*Supplied records*:
########################################
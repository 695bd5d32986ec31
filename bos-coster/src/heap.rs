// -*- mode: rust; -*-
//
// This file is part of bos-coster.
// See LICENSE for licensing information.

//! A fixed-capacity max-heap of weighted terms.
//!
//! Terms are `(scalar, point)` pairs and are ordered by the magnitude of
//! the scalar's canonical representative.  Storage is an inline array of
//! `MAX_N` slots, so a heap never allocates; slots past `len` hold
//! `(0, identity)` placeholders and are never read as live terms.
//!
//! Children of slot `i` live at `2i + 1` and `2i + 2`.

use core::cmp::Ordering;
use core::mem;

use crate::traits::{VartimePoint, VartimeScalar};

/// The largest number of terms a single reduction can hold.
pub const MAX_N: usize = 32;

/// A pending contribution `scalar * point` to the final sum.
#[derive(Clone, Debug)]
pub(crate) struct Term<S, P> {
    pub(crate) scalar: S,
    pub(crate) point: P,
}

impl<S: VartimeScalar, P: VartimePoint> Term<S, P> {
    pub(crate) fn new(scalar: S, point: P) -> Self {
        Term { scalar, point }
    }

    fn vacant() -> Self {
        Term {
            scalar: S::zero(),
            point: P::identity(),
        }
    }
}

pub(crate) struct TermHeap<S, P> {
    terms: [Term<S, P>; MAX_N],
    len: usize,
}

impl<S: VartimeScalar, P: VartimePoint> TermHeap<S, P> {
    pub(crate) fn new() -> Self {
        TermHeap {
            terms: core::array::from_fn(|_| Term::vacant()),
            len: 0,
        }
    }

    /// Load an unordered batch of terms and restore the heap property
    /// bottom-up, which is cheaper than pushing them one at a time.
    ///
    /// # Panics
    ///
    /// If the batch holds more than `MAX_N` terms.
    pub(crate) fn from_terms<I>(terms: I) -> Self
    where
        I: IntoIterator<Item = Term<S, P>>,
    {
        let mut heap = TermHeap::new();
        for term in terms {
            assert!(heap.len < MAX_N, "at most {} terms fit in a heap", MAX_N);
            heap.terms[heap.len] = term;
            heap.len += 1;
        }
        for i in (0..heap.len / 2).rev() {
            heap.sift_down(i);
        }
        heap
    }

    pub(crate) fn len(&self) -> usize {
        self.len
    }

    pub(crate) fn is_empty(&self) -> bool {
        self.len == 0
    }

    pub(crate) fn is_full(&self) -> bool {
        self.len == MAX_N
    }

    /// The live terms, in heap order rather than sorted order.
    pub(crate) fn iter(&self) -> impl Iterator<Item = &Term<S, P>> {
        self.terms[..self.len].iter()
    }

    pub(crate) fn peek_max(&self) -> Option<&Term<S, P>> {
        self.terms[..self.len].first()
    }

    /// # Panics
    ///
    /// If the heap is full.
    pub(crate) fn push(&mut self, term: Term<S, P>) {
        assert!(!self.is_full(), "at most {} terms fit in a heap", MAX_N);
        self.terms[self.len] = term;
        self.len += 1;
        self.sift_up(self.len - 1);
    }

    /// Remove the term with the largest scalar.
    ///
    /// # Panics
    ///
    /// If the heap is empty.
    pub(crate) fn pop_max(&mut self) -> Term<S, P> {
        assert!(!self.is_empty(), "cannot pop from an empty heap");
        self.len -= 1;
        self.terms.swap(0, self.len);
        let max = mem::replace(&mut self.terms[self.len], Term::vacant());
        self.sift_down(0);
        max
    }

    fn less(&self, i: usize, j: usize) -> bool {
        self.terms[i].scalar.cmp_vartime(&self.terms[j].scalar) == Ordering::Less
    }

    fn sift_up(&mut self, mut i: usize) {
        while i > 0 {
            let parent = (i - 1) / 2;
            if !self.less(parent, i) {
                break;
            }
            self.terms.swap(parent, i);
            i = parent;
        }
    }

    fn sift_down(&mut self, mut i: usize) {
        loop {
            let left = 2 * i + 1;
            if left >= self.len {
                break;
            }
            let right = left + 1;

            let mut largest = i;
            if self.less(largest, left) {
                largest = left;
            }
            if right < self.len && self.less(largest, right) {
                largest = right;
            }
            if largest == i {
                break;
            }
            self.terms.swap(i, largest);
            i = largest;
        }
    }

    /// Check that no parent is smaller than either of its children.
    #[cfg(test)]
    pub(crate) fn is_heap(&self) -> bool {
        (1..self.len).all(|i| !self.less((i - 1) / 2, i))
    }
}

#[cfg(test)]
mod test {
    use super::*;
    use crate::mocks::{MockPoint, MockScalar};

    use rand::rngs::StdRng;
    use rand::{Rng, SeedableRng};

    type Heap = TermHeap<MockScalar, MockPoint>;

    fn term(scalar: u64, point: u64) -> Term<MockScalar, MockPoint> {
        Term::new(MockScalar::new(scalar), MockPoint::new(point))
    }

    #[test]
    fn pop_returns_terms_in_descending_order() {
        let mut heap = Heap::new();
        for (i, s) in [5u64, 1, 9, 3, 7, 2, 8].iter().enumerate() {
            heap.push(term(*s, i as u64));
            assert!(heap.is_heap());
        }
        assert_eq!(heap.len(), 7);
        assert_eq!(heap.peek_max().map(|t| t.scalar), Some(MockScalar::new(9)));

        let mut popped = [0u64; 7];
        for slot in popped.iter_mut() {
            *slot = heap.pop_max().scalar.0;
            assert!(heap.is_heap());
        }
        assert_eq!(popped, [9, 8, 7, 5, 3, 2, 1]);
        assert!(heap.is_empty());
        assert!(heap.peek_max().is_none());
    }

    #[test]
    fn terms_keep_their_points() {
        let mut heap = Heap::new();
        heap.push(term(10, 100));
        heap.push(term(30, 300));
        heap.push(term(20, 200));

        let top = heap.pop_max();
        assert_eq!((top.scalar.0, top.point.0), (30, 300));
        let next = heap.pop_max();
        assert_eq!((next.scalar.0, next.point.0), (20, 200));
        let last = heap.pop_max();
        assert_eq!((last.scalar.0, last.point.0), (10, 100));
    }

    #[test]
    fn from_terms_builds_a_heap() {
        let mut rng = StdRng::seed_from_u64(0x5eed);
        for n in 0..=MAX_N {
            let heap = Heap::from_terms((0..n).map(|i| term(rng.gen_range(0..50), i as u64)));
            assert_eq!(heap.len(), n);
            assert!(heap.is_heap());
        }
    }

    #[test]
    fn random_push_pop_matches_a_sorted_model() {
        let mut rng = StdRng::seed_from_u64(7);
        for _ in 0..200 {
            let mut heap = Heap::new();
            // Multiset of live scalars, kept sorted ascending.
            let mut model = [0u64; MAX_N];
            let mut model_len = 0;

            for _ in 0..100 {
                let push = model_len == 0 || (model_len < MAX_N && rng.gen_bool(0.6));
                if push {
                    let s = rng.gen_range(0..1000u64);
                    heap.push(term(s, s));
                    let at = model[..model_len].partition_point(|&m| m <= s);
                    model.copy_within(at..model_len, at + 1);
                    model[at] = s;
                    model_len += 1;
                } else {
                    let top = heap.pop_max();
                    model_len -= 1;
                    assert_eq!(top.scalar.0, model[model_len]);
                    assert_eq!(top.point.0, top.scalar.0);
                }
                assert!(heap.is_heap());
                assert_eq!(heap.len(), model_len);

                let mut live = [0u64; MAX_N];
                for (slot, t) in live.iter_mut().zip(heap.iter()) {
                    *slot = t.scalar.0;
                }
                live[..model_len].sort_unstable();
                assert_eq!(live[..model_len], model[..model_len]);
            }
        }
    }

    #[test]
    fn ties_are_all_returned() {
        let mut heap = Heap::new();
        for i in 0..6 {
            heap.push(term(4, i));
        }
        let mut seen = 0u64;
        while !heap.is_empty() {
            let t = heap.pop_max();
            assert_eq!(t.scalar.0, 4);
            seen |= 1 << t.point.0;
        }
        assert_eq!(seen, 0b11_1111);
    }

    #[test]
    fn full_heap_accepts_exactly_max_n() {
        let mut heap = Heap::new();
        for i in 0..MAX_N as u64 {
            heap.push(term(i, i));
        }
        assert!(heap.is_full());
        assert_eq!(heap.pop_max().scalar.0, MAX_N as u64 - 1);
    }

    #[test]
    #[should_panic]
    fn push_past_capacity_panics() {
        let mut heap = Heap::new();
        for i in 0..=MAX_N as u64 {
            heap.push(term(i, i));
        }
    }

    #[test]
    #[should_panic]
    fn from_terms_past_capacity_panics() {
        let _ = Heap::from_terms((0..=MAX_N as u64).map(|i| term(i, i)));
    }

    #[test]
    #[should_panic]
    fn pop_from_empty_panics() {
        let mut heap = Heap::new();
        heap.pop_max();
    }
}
########################################
*Instructions for the task*:
Should a line in the material contain "TermHeap", copy it.

*Expected output*:
pub(crate) struct TermHeap<S, P> {
impl<S: VartimeScalar, P: VartimePoint> TermHeap<S, P> {
        TermHeap {
        let mut heap = TermHeap::new();
    type Heap = TermHeap<MockScalar, MockPoint>;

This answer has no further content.